Assigned task => Only those lines in the data below from the line containing "TypeScript and Python." through the line containing "without errors wins.", both included, should be restated word for word.

Data for this exercise =>
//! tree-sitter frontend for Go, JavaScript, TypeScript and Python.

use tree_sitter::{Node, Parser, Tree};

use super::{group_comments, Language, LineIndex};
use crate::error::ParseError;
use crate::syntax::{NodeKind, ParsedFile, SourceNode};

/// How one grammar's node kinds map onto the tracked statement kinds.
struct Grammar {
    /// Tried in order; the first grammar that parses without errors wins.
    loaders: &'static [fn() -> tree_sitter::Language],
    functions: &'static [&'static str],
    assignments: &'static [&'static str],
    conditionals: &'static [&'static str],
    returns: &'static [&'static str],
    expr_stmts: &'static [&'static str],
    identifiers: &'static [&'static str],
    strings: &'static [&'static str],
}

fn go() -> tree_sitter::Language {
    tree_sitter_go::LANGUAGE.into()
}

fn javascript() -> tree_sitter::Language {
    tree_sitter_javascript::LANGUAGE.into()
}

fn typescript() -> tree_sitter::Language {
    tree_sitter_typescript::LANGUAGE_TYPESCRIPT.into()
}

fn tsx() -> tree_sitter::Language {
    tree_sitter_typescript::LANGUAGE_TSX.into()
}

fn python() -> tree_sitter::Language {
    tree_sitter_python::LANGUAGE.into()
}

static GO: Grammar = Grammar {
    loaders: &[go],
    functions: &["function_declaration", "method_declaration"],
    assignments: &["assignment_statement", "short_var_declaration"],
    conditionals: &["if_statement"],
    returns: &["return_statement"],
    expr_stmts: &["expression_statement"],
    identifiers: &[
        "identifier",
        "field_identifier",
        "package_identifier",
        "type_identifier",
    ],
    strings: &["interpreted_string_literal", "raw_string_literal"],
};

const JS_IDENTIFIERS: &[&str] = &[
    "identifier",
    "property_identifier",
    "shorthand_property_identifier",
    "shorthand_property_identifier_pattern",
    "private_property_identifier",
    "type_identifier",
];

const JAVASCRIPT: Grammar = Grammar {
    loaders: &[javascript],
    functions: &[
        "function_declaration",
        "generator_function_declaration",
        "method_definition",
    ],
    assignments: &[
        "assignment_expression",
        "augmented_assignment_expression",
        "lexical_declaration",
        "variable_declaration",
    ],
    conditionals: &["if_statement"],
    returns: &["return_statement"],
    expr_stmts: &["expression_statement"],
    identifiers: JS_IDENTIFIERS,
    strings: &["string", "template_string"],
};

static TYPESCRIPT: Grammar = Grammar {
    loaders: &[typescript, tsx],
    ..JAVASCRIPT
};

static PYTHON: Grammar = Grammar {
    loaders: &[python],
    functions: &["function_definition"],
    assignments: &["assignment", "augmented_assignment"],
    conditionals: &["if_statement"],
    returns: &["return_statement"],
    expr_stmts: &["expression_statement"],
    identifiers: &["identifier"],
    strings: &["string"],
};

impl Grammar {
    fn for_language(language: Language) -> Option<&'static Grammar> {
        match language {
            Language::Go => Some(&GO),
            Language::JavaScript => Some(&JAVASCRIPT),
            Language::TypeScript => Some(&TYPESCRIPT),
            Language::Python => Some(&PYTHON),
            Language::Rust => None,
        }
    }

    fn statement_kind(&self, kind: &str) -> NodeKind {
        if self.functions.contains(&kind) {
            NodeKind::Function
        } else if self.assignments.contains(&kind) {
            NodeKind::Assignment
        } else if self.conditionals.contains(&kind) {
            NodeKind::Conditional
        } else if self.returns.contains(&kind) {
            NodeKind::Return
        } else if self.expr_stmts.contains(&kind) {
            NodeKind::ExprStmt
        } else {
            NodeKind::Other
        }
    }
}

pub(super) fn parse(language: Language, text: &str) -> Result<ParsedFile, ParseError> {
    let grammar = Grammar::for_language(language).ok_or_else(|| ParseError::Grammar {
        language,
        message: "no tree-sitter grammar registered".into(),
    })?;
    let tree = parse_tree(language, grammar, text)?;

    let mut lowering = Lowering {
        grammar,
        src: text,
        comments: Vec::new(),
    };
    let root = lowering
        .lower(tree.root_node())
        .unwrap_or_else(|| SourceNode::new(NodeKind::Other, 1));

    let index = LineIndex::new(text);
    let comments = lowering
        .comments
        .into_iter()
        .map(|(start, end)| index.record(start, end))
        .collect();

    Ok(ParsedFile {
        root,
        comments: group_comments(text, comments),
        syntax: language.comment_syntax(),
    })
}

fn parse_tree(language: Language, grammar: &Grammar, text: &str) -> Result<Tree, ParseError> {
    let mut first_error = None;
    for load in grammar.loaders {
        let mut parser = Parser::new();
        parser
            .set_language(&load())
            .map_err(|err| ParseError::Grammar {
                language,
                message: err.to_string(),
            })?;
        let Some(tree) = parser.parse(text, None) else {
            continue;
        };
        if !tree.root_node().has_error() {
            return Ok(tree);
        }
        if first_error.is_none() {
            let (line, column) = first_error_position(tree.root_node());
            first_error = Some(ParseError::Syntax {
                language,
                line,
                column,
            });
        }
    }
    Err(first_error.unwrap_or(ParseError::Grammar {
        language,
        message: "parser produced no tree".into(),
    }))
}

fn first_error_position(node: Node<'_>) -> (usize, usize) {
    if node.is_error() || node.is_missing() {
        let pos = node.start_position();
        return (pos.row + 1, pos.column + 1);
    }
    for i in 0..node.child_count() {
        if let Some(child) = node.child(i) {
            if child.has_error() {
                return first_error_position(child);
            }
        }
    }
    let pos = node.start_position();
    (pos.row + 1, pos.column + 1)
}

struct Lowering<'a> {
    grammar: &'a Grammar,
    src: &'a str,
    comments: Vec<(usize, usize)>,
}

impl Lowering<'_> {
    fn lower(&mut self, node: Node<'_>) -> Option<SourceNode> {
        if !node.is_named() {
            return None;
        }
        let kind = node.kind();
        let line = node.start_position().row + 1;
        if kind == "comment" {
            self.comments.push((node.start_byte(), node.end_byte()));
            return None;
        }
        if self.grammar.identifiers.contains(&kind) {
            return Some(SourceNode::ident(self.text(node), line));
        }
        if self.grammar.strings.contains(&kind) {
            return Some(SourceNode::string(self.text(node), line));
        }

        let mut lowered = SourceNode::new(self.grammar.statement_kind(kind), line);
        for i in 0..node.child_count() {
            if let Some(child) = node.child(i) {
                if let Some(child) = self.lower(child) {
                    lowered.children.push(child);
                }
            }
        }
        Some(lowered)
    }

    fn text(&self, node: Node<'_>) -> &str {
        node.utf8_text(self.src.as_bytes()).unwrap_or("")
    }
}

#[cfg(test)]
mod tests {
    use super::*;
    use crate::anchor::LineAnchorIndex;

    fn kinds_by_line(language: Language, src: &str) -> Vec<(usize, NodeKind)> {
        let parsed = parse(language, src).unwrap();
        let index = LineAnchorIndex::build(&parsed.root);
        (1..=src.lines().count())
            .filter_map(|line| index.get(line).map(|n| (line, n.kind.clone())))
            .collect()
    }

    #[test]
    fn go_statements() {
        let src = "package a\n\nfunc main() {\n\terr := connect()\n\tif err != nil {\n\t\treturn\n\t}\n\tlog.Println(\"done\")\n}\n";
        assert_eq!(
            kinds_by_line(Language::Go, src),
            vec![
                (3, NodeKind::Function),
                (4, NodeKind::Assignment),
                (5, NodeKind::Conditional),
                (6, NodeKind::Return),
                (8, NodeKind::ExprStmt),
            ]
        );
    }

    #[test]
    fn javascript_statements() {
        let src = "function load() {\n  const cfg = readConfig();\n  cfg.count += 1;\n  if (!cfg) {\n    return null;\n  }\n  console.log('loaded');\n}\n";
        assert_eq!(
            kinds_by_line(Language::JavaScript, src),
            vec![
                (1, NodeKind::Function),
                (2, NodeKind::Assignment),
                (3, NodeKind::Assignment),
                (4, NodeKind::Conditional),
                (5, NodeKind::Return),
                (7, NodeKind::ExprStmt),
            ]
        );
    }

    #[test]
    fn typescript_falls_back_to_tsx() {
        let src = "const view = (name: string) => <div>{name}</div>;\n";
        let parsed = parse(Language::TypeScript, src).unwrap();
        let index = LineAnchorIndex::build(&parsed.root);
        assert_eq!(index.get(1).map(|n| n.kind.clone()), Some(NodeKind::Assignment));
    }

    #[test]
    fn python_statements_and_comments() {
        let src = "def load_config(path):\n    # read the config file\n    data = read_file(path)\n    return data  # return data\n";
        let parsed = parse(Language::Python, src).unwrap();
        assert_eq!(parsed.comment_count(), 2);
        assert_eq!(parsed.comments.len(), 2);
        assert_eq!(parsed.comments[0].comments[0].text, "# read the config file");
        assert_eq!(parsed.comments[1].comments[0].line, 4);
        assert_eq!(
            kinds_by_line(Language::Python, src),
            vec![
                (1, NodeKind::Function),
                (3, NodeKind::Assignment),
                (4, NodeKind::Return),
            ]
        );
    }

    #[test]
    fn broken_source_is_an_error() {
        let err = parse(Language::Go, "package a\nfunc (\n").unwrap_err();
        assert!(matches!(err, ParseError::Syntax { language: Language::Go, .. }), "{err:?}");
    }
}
...
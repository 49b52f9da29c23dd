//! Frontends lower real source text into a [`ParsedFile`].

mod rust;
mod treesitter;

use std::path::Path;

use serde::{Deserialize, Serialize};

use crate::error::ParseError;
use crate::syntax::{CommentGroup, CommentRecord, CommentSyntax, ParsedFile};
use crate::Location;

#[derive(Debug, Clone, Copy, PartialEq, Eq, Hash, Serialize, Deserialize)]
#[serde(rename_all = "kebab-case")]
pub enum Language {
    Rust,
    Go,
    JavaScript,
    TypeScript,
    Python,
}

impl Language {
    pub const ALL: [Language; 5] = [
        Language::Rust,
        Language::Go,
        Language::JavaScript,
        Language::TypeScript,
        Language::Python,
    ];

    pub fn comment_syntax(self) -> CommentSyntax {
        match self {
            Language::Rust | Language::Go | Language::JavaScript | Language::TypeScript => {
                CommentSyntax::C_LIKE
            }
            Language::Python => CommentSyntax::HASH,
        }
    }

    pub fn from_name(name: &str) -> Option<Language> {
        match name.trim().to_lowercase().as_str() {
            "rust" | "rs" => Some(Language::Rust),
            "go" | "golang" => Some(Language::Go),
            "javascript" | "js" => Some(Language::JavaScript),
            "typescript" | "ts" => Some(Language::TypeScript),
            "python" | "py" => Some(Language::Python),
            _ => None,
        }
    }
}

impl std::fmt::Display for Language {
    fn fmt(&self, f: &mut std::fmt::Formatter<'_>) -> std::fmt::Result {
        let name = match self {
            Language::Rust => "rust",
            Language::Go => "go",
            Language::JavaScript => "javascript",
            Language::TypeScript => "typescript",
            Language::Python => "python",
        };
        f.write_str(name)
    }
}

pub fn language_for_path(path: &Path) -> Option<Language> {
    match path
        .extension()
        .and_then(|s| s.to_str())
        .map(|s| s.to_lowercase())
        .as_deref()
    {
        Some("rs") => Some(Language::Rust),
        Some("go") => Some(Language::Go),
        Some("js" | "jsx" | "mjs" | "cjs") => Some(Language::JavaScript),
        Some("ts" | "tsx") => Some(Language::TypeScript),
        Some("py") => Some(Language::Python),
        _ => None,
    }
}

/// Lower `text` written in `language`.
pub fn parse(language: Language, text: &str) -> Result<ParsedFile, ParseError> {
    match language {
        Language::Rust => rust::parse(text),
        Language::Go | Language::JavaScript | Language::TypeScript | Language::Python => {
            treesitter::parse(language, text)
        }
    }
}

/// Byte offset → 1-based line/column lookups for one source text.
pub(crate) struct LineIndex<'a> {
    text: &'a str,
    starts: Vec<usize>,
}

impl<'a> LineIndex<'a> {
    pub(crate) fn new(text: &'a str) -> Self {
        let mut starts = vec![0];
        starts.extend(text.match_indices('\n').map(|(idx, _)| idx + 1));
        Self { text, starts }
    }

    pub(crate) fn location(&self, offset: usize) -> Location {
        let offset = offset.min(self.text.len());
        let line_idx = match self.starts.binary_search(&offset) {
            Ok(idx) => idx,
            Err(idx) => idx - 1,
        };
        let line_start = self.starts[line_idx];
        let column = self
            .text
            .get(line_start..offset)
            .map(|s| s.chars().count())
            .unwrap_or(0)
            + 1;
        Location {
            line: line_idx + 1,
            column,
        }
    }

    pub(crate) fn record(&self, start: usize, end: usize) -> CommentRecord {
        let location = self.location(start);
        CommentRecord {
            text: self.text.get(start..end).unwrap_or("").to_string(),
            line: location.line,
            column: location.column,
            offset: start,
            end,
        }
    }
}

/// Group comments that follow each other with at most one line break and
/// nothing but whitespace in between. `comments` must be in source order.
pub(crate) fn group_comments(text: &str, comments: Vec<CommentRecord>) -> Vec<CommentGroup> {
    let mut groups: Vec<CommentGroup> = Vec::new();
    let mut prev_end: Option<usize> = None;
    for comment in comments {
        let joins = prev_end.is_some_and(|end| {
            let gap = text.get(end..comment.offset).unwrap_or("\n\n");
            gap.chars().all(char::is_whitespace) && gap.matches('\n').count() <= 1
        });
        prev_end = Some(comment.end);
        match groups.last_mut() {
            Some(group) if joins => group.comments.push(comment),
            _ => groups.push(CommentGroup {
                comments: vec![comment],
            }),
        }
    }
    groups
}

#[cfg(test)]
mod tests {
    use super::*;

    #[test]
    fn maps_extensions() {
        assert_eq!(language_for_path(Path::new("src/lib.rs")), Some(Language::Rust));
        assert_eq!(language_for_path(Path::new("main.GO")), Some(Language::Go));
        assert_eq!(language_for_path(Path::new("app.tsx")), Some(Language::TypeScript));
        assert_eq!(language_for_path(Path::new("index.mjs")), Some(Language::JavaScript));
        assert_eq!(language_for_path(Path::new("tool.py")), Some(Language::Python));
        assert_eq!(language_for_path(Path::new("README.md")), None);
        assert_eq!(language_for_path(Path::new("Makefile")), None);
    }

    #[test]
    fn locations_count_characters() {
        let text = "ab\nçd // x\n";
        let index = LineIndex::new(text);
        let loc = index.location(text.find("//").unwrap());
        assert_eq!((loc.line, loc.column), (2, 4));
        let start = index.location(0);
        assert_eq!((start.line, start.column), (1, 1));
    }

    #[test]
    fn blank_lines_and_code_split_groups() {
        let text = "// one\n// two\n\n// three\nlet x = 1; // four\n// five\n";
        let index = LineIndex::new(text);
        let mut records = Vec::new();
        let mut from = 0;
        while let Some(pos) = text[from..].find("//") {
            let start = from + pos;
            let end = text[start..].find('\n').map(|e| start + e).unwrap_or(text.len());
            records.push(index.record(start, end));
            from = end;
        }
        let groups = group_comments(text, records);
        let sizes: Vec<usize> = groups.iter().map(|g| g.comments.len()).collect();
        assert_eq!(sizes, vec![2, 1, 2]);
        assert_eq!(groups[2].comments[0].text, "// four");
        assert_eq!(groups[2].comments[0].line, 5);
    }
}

Solved exercise =>
//! tree-sitter frontend for Go, JavaScript, TypeScript and Python.

use tree_sitter::{Node, Parser, Tree};

use super::{group_comments, Language, LineIndex};
use crate::error::ParseError;
use crate::syntax::{NodeKind, ParsedFile, SourceNode};

/// How one grammar's node kinds map onto the tracked statement kinds.
struct Grammar {
    /// Tried in order; the first grammar that parses without errors wins.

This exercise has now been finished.